A consulting firm found emerging markets underperformed last year while US equities experienced more than significant growth.
Reported by Featured Author

(January 17, 2014) — “A good stiff wind” was at the back of risk assets in 2013, according to consulting firm Segal Rogercasey, rather than the projected “modest breeze” amid low inflation and interest rates for stability.

The firm had expected the US equity market to perform well last year—the S&P 500 rose 32.4%—and outperform non-US equities: The MSCI Europe, Australasia, and Far East index returned 23.3% for the year.

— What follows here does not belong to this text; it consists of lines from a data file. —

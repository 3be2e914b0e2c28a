use serde::{Deserialize, Serialize};

use crate::domain::DEFAULT_SOURCE;

/// Selector hints and limits for review extraction
#[derive(Debug, Clone, PartialEq, Serialize, Deserialize)]
#[serde(default)]
pub struct ExtractionConfig {
    /// Stop once this many valid reviews were extracted from one page (default: 100)
    pub max_reviews: usize,

    /// Provenance tag stored on every review
    pub source: String,

    /// Class substrings marking a review container, matched case-insensitively
    pub class_indicators: Vec<String>,

    /// CSS selectors for the review body, in priority order
    pub text_selectors: Vec<String>,

    /// CSS selectors for the review title, in priority order
    pub title_selectors: Vec<String>,

    /// CSS selectors for the review date, in priority order
    pub date_selectors: Vec<String>,

    /// CSS selectors for the reviewer name, in priority order
    pub name_selectors: Vec<String>,
}

impl Default for ExtractionConfig {
    fn default() -> Self {
        Self {
            max_reviews: 100,
            source: DEFAULT_SOURCE.to_string(),
            class_indicators: vec![
                "review".to_string(),
                "reviewItem".to_string(),
                "customerReview".to_string(),
            ],
            text_selectors: vec![
                ".reviewText".to_string(),
                ".review-body".to_string(),
                ".review-content".to_string(),
                "[data-automation=\"review-body\"]".to_string(),
                ".comment".to_string(),
                ".content".to_string(),
            ],
            title_selectors: vec![
                "h3".to_string(),
                "h4".to_string(),
                ".review-title".to_string(),
                ".title".to_string(),
            ],
            date_selectors: vec![
                ".review-date".to_string(),
                ".date".to_string(),
                "time".to_string(),
                "[data-automation=\"review-date\"]".to_string(),
            ],
            name_selectors: vec![
                ".reviewer-name".to_string(),
                ".author".to_string(),
                ".user-name".to_string(),
                "[data-automation=\"reviewer-name\"]".to_string(),
            ],
        }
    }
}

impl ExtractionConfig {
    pub fn with_max_reviews(mut self, max_reviews: usize) -> Self {
        self.max_reviews = max_reviews;
        self
    }
}
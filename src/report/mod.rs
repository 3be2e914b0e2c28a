//! Aggregation over labeled reviews and the artifacts built from it.

pub mod export;
pub mod markdown;

pub use export::CsvExporter;
pub use markdown::MarkdownReport;

use std::collections::{BTreeMap, HashSet};
use std::fmt;

use crate::domain::{LabeledReview, SentimentLabel};

/// Highlights shown per side
pub const TOP_N: usize = 3;

fn percent(part: usize, total: usize) -> f64 {
    if total == 0 {
        0.0
    } else {
        part as f64 / total as f64 * 100.0
    }
}

fn mean(values: impl Iterator<Item = f64>) -> Option<f64> {
    let (sum, n) = values.fold((0.0, 0usize), |(s, n), v| (s + v, n + 1));
    (n > 0).then(|| sum / n as f64)
}

/// Cut text to `max_chars`, appending "..." when something was dropped
pub fn truncate(text: &str, max_chars: usize) -> String {
    if text.chars().count() <= max_chars {
        text.to_string()
    } else {
        let cut: String = text.chars().take(max_chars).collect();
        format!("{cut}...")
    }
}

/// Headline statistics over every labeled review
#[derive(Debug, Clone, PartialEq, Default)]
pub struct Summary {
    pub total: usize,
    pub positive: usize,
    pub negative: usize,
    pub neutral: usize,
    /// Mean over reviews that carry a rating
    pub avg_rating: Option<f64>,
    pub avg_polarity: f64,
    pub avg_subjectivity: f64,
}

impl Summary {
    pub fn from_records(records: &[LabeledReview]) -> Self {
        let count = |label: SentimentLabel| {
            records
                .iter()
                .filter(|r| r.sentiment.label == label)
                .count()
        };

        Self {
            total: records.len(),
            positive: count(SentimentLabel::Positive),
            negative: count(SentimentLabel::Negative),
            neutral: count(SentimentLabel::Neutral),
            avg_rating: mean(records.iter().filter_map(|r| r.review.rating)),
            avg_polarity: mean(records.iter().map(|r| r.sentiment.polarity)).unwrap_or(0.0),
            avg_subjectivity: mean(records.iter().map(|r| r.sentiment.subjectivity))
                .unwrap_or(0.0),
        }
    }

    pub fn count(&self, label: SentimentLabel) -> usize {
        match label {
            SentimentLabel::Positive => self.positive,
            SentimentLabel::Negative => self.negative,
            SentimentLabel::Neutral => self.neutral,
        }
    }

    pub fn percentage(&self, label: SentimentLabel) -> f64 {
        percent(self.count(label), self.total)
    }
}

impl fmt::Display for Summary {
    fn fmt(&self, f: &mut fmt::Formatter<'_>) -> fmt::Result {
        writeln!(f, "Total reviews: {}", self.total)?;
        for label in SentimentLabel::ALL {
            writeln!(
                f,
                "{}: {} ({:.1}%)",
                label,
                self.count(label),
                self.percentage(label)
            )?;
        }
        match self.avg_rating {
            Some(avg) => writeln!(f, "Average rating: {:.2}", avg)?,
            None => writeln!(f, "No ratings found")?,
        }
        writeln!(f, "Average polarity: {:.3}", self.avg_polarity)?;
        write!(f, "Average subjectivity: {:.3}", self.avg_subjectivity)
    }
}

/// One bar of the rating histogram
#[derive(Debug, Clone, PartialEq)]
pub struct RatingBucket {
    pub rating: f64,
    pub count: usize,
    pub percentage: f64,
}

/// Label counts for one rating value
#[derive(Debug, Clone, PartialEq)]
pub struct RatingLabels {
    pub rating: f64,
    pub positive: usize,
    pub negative: usize,
    pub neutral: usize,
}

/// Highlights and distributions over the reviews, de-duplicated by text
#[derive(Debug, Clone, Default)]
pub struct Insights {
    /// Reviews left after de-duplication
    pub unique: usize,
    /// Rating >= 4 and Positive, strongest first
    pub top_positive: Vec<LabeledReview>,
    /// Rating <= 2 and Negative, strongest first
    pub top_negative: Vec<LabeledReview>,
    /// Ascending by rating
    pub distribution: Vec<RatingBucket>,
    /// Ascending by rating
    pub by_rating: Vec<RatingLabels>,
}

/// Ratings are grouped on tenths so 4.5 and 4.0 stay apart
fn rating_key(rating: f64) -> i64 {
    (rating * 10.0).round() as i64
}

impl Insights {
    pub fn from_records(records: &[LabeledReview]) -> Self {
        let mut seen = HashSet::new();
        let unique: Vec<&LabeledReview> = records
            .iter()
            .filter(|r| seen.insert(r.review.review_text.as_str()))
            .collect();

        let mut top_positive: Vec<LabeledReview> = unique
            .iter()
            .filter(|r| {
                r.sentiment.label == SentimentLabel::Positive
                    && r.review.rating.is_some_and(|v| v >= 4.0)
            })
            .map(|r| (*r).clone())
            .collect();
        top_positive.sort_by(|a, b| b.sentiment.polarity.total_cmp(&a.sentiment.polarity));
        top_positive.truncate(TOP_N);

        let mut top_negative: Vec<LabeledReview> = unique
            .iter()
            .filter(|r| {
                r.sentiment.label == SentimentLabel::Negative
                    && r.review.rating.is_some_and(|v| v <= 2.0)
            })
            .map(|r| (*r).clone())
            .collect();
        top_negative.sort_by(|a, b| a.sentiment.polarity.total_cmp(&b.sentiment.polarity));
        top_negative.truncate(TOP_N);

        let mut groups: BTreeMap<i64, RatingLabels> = BTreeMap::new();
        for r in &unique {
            let Some(rating) = r.review.rating else {
                continue;
            };
            let row = groups.entry(rating_key(rating)).or_insert(RatingLabels {
                rating,
                positive: 0,
                negative: 0,
                neutral: 0,
            });
            match r.sentiment.label {
                SentimentLabel::Positive => row.positive += 1,
                SentimentLabel::Negative => row.negative += 1,
                SentimentLabel::Neutral => row.neutral += 1,
            }
        }

        let distribution = groups
            .values()
            .map(|row| {
                let count = row.positive + row.negative + row.neutral;
                RatingBucket {
                    rating: row.rating,
                    count,
                    percentage: percent(count, unique.len()),
                }
            })
            .collect();

        Self {
            unique: unique.len(),
            top_positive,
            top_negative,
            distribution,
            by_rating: groups.into_values().collect(),
        }
    }
}

fn write_highlights(
    f: &mut fmt::Formatter<'_>,
    heading: &str,
    empty: &str,
    reviews: &[LabeledReview],
) -> fmt::Result {
    writeln!(f, "{heading}")?;
    if reviews.is_empty() {
        return writeln!(f, "  {empty}");
    }
    for (i, r) in reviews.iter().enumerate() {
        let rating = r.review.rating.unwrap_or_default();
        writeln!(f, "  {}. {}/5 - {}", i + 1, rating, truncate(&r.review.title, 80))?;
        writeln!(f, "     \"{}\"", truncate(&r.review.review_text, 100))?;
    }
    Ok(())
}

impl fmt::Display for Insights {
    fn fmt(&self, f: &mut fmt::Formatter<'_>) -> fmt::Result {
        write_highlights(
            f,
            "Top positive (high rating, positive sentiment):",
            "No strongly positive reviews found",
            &self.top_positive,
        )?;
        write_highlights(
            f,
            "Top negative (low rating, negative sentiment):",
            "No strongly negative reviews found",
            &self.top_negative,
        )?;

        writeln!(f, "Rating distribution:")?;
        for bucket in &self.distribution {
            writeln!(
                f,
                "  {} stars: {} reviews ({:.1}%)",
                bucket.rating, bucket.count, bucket.percentage
            )?;
        }

        writeln!(f, "Sentiment by rating:")?;
        writeln!(f, "  {:>6} {:>8} {:>8} {:>8}", "rating", "Positive", "Negative", "Neutral")?;
        for row in &self.by_rating {
            writeln!(
                f,
                "  {:>6} {:>8} {:>8} {:>8}",
                row.rating, row.positive, row.negative, row.neutral
            )?;
        }
        Ok(())
    }
}
//! # driftnet
//!
//! Harvests customer reviews from JavaScript-heavy product pages and labels
//! each one with a sentiment.
//!
//! ## Architecture
//!
//! driftnet follows a pipeline architecture:
//!
//! ```text
//! Browser session → markup snapshot → Extractor → Classifier → Reports
//! ```
//!
//! - [`scraper`]: drives a headless Chrome page through consent, the
//!   reviews tab and every "show more" click
//! - [`extract`]: finds review containers in the rendered markup and parses
//!   them into records
//! - [`sentiment`]: polarity, subjectivity and a three-way label
//! - [`report`]: summary statistics, CSV export, markdown report
//!
//! ## Quick Start
//!
//! ```bash
//! # Scrape the configured product pages
//! driftnet scrape
//!
//! # Scrape one page with a visible browser
//! driftnet scrape --url https://www.bestbuy.ca/en-ca/product/... --headed
//!
//! # Classify a sentence
//! driftnet classify "Battery life is not great"
//!
//! # Summarize the last export again
//! driftnet summary
//! ```

/// Application context and error handling.
///
/// The [`AppContext`](app::AppContext) struct wires together configuration,
/// the run archive and the sentiment classifier.
pub mod app;

/// Configuration management.
///
/// Loads from `~/.config/driftnet/config.toml`.
pub mod config;

/// Command-line interface using clap.
///
/// - `scrape` - Harvest, classify and report
/// - `classify <text>` - Classify free text
/// - `summary [--input <csv> | --latest]` - Summarize earlier results
pub mod cli;

/// Core domain models.
///
/// - [`Review`](domain::Review): one harvested review
/// - [`SentimentResult`](domain::SentimentResult): polarity, subjectivity, label
/// - [`LabeledReview`](domain::LabeledReview): the two together
pub mod domain;

/// Review discovery and field parsing over rendered markup.
pub mod extract;

/// Summary statistics, insights and output files.
pub mod report;

/// Browser automation: render client, pagination controller, harvester.
pub mod scraper;

/// Text normalization and lexicon-based sentiment scoring.
pub mod sentiment;

/// SQLite archive of past runs.
///
/// - [`ReviewStore`](store::ReviewStore): Trait defining storage operations
/// - [`SqliteStore`](store::SqliteStore): SQLite implementation
pub mod store;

Segal Rogercasey had been overly optimistic of emerging markets, initially stating that volatility would not continue throughout the year in the long term. However, the MSCI EME index lost 2.3% in 2013, and emerging markets faced significant outflows due to the US Federal Reserve’s talk of tapering.

The report found the consulting firm accurately projected US core fixed-income to be “an unattractive place to be in 2013.” The Barclays Aggregate Index lost 2% in 2013.

High-yield fixed income proved to be well-performing, according to Segal Rogercasey, with the Barclays High Yield Index returning 7.4% for the year.

Emerging market debt disappointed investors last year despite high hopes for the asset class.

“Our expectations on the emerging markets in general were not met, although we continue to caution about the difficulty of dealing with the volatility of this investment class and suggest active management is important to operate within what is no longer a homogenous opportunity set,” said Tim Barron, Segal Rogercasey’s CIO.

Although one-year returns of alternative investments are difficult to benchmark, the firm said it incorrectly predicted global macro to be a leading sub asset class as systematic managers faced challenges throughout the year. 

Commodities underperformed in 2013, the firm said, while master limited partnerships in energy were well-rewarded.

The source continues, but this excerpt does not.